**Problem to work on**
Only lines holding "sign" are needed; copy each of them from the data below.

*****

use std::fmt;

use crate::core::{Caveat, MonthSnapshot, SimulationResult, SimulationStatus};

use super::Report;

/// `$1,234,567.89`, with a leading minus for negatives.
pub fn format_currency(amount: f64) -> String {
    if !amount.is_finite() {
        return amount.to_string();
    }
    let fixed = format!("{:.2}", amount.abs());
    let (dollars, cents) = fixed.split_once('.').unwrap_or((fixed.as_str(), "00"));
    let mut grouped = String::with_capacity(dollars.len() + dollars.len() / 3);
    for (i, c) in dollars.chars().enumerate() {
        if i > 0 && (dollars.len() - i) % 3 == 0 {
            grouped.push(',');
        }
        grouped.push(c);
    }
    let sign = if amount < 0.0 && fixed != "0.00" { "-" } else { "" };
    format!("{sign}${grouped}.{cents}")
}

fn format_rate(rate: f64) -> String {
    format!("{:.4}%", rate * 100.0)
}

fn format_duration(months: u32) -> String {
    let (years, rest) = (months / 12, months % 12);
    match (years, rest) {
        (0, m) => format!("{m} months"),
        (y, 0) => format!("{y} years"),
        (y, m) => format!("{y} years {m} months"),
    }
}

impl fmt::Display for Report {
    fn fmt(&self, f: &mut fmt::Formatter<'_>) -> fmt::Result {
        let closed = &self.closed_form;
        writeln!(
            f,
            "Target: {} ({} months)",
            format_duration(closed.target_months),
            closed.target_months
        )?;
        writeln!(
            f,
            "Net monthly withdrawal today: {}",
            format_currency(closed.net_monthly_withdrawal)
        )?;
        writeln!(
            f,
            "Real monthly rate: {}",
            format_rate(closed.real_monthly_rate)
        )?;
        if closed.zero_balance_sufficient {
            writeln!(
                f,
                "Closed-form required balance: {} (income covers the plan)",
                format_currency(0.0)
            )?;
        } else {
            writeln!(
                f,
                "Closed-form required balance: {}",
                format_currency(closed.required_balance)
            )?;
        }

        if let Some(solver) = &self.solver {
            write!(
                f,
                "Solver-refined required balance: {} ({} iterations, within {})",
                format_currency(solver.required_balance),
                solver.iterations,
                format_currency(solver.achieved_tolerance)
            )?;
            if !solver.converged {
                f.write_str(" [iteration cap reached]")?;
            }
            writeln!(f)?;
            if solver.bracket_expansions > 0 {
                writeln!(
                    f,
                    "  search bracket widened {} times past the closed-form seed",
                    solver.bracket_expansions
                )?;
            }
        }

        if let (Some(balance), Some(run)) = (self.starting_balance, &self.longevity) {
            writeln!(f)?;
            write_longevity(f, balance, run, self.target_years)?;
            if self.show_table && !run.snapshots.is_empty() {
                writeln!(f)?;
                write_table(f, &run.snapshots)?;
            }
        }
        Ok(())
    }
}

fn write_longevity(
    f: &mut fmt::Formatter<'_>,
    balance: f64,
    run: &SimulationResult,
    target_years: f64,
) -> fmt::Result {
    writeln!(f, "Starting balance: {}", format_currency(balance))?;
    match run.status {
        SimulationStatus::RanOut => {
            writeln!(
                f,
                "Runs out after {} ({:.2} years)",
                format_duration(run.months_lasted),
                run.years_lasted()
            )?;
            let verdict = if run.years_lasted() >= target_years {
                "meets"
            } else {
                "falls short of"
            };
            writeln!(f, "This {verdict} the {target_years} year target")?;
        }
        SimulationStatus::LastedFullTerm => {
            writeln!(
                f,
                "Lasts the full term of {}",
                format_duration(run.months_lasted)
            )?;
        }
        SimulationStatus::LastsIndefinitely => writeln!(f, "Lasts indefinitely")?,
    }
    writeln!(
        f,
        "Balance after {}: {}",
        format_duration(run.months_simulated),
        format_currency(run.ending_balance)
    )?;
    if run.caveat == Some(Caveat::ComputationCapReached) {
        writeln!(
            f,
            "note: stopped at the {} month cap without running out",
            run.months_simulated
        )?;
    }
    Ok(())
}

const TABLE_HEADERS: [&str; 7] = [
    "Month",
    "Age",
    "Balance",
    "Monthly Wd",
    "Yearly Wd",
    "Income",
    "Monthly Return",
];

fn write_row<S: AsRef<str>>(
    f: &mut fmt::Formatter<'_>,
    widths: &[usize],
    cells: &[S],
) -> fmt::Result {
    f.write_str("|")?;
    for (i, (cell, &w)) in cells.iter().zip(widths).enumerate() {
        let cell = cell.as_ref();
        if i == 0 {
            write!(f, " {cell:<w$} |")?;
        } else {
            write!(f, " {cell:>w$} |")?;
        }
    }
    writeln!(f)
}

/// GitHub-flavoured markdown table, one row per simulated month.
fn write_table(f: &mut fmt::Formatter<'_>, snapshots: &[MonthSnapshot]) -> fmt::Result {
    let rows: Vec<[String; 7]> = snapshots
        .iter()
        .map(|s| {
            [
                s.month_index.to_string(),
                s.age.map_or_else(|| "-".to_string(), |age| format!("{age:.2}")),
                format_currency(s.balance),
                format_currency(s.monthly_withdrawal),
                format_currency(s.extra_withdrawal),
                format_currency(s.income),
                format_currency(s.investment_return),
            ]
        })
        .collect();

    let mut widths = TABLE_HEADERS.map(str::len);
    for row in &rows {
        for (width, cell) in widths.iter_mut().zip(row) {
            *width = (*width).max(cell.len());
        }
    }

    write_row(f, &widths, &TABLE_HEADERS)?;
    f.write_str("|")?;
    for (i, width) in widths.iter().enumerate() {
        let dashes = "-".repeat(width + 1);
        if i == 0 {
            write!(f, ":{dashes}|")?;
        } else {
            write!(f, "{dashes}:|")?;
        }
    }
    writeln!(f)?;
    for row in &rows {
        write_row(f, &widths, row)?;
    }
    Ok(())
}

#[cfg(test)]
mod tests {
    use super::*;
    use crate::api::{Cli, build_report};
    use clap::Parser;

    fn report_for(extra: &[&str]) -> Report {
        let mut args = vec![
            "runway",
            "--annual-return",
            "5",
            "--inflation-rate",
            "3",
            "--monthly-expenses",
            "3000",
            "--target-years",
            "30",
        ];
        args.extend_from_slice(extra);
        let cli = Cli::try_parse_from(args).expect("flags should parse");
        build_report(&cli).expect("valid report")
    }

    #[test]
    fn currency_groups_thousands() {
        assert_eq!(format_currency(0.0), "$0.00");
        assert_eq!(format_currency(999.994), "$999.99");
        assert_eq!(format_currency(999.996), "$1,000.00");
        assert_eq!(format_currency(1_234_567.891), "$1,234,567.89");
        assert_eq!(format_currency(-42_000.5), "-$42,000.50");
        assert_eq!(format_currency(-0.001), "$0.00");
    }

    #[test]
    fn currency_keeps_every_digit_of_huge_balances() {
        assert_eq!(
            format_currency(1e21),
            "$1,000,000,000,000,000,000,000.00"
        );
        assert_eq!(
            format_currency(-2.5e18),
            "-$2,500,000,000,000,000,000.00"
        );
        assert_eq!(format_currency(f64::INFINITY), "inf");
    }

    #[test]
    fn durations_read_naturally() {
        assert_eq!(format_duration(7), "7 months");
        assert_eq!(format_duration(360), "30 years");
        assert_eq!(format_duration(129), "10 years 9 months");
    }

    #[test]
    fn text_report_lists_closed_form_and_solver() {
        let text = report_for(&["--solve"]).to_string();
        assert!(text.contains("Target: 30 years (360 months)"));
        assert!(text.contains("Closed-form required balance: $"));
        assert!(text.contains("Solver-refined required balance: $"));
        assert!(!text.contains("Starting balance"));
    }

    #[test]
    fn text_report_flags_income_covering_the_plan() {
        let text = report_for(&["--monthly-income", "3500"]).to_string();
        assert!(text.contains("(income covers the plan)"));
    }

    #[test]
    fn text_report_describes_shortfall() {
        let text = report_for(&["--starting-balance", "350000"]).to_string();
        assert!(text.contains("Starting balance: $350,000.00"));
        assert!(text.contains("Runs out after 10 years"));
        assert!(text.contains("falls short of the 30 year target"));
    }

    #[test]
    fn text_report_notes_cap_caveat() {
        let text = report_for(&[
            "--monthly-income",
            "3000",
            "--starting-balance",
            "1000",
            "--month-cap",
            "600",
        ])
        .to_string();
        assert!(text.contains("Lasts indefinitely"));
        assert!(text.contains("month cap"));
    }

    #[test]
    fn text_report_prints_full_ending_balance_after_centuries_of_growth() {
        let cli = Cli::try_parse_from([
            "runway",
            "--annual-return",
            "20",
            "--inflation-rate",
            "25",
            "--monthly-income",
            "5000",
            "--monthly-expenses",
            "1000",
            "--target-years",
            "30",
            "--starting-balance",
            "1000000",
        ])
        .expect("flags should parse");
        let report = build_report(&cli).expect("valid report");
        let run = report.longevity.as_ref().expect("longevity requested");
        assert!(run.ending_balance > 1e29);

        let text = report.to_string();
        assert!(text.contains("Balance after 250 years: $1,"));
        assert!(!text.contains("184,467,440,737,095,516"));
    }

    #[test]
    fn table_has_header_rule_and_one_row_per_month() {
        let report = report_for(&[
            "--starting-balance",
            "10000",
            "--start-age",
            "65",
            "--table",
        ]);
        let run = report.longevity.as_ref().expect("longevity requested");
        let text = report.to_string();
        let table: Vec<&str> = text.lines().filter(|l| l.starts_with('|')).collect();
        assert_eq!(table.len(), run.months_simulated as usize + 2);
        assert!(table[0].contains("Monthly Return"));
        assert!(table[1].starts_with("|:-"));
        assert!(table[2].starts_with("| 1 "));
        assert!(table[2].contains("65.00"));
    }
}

*****

**Result of this exercise**
    let sign = if amount < 0.0 && fixed != "0.00" { "-" } else { "" };
    format!("{sign}${grouped}.{cents}")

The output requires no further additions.